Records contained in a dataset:
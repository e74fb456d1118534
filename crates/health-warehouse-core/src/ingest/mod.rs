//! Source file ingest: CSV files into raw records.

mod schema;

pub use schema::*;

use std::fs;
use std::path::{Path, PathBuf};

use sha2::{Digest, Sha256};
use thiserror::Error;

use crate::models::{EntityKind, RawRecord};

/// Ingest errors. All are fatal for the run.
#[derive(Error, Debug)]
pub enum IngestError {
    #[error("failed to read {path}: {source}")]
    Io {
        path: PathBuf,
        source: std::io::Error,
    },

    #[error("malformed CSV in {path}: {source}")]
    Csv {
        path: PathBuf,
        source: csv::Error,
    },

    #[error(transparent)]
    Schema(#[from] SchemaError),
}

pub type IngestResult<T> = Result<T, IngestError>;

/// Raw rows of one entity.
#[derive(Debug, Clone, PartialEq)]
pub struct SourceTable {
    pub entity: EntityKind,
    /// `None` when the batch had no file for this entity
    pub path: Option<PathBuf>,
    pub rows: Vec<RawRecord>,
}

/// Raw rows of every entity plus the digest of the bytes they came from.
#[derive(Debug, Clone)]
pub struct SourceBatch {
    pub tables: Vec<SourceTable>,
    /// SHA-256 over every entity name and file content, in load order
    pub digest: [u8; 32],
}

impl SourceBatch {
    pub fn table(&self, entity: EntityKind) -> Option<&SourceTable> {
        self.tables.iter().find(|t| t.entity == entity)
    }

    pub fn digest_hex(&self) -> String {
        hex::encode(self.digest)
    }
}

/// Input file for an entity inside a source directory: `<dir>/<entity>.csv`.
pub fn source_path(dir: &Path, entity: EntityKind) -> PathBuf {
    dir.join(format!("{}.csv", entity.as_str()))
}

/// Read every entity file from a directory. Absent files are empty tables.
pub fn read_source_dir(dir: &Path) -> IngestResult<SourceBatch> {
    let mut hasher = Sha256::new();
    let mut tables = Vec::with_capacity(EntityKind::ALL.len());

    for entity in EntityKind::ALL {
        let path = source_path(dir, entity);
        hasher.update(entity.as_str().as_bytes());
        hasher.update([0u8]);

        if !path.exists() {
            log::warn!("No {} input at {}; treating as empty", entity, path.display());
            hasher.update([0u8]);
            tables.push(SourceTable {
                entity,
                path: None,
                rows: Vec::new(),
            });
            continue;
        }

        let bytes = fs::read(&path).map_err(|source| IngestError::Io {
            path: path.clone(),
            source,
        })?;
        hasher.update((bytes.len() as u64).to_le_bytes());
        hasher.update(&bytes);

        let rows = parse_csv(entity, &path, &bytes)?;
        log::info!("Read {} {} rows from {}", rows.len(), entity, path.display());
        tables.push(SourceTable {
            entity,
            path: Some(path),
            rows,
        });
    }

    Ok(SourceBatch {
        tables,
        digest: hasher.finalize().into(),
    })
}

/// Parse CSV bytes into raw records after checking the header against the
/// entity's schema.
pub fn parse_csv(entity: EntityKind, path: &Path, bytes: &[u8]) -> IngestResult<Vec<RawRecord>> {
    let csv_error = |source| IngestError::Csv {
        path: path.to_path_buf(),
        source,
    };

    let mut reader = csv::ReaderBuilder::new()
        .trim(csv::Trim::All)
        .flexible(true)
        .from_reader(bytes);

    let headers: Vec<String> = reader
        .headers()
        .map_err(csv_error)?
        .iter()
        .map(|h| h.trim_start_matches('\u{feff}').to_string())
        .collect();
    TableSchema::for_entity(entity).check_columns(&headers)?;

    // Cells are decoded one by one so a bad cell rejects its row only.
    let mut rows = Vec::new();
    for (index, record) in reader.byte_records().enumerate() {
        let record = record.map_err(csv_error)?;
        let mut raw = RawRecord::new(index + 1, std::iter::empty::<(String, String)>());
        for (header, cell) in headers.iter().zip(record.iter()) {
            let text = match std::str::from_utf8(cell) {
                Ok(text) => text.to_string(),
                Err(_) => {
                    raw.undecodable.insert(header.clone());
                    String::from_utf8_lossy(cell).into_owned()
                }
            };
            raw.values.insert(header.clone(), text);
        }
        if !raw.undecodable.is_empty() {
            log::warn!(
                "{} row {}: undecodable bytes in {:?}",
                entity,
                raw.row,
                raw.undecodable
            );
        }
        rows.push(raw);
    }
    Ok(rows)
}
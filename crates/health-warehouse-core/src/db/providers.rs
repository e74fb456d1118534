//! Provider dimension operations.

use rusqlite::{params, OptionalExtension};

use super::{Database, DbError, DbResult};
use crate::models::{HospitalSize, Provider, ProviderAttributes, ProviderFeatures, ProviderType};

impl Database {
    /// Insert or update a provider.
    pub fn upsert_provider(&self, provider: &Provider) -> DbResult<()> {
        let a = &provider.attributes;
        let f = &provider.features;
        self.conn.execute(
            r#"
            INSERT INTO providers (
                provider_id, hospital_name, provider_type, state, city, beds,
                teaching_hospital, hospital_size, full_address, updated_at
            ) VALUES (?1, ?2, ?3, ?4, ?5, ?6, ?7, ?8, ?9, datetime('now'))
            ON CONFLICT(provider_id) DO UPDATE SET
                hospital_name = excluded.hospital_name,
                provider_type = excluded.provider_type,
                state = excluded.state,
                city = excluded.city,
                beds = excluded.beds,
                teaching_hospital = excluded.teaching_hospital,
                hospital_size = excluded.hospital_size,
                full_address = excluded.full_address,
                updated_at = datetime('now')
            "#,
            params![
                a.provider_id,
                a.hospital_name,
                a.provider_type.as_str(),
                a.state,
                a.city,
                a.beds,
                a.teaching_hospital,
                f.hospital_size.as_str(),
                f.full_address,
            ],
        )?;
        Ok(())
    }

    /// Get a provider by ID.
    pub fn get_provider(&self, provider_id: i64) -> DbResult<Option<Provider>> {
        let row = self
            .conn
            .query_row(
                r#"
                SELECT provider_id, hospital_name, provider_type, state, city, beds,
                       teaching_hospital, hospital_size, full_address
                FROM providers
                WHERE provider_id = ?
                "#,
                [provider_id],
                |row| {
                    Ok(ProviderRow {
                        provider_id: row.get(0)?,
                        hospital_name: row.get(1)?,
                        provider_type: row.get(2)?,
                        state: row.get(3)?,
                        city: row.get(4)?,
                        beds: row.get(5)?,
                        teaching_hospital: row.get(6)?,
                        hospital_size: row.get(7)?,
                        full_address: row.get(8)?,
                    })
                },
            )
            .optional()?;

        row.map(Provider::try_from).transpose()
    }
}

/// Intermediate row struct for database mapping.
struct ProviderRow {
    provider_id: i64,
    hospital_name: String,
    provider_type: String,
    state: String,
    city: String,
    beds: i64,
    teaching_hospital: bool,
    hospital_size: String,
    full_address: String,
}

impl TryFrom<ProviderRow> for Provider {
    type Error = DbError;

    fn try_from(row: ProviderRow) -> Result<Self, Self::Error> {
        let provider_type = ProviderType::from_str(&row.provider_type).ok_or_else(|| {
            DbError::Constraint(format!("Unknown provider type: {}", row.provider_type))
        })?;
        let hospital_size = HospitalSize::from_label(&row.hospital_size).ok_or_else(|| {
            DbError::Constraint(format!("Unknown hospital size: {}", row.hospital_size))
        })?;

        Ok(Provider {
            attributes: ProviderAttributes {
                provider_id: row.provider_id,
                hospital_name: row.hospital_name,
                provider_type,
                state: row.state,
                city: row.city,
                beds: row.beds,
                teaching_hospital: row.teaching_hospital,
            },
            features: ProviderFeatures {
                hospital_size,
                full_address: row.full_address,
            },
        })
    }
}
---
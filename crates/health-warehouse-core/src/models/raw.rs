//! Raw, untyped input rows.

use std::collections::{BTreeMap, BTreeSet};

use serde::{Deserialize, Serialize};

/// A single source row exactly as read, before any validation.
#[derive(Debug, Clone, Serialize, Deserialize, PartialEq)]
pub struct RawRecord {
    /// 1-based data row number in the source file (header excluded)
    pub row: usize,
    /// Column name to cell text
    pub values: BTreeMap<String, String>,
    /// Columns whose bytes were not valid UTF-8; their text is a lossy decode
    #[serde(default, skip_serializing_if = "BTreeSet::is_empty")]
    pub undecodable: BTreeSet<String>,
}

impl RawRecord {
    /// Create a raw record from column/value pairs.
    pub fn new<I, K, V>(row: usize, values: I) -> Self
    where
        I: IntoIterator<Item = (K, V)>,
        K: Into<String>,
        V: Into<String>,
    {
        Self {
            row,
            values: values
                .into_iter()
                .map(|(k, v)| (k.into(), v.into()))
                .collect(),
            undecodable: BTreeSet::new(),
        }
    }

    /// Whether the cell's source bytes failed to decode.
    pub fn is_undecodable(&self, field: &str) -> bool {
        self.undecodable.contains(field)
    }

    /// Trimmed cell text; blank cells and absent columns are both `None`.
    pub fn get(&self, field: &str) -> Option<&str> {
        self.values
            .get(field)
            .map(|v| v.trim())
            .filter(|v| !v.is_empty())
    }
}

THE PROBLEM: Report how many lines of the entries include the word "Debug", and let the number stand alone.

EXPECTED OUTPUT: 4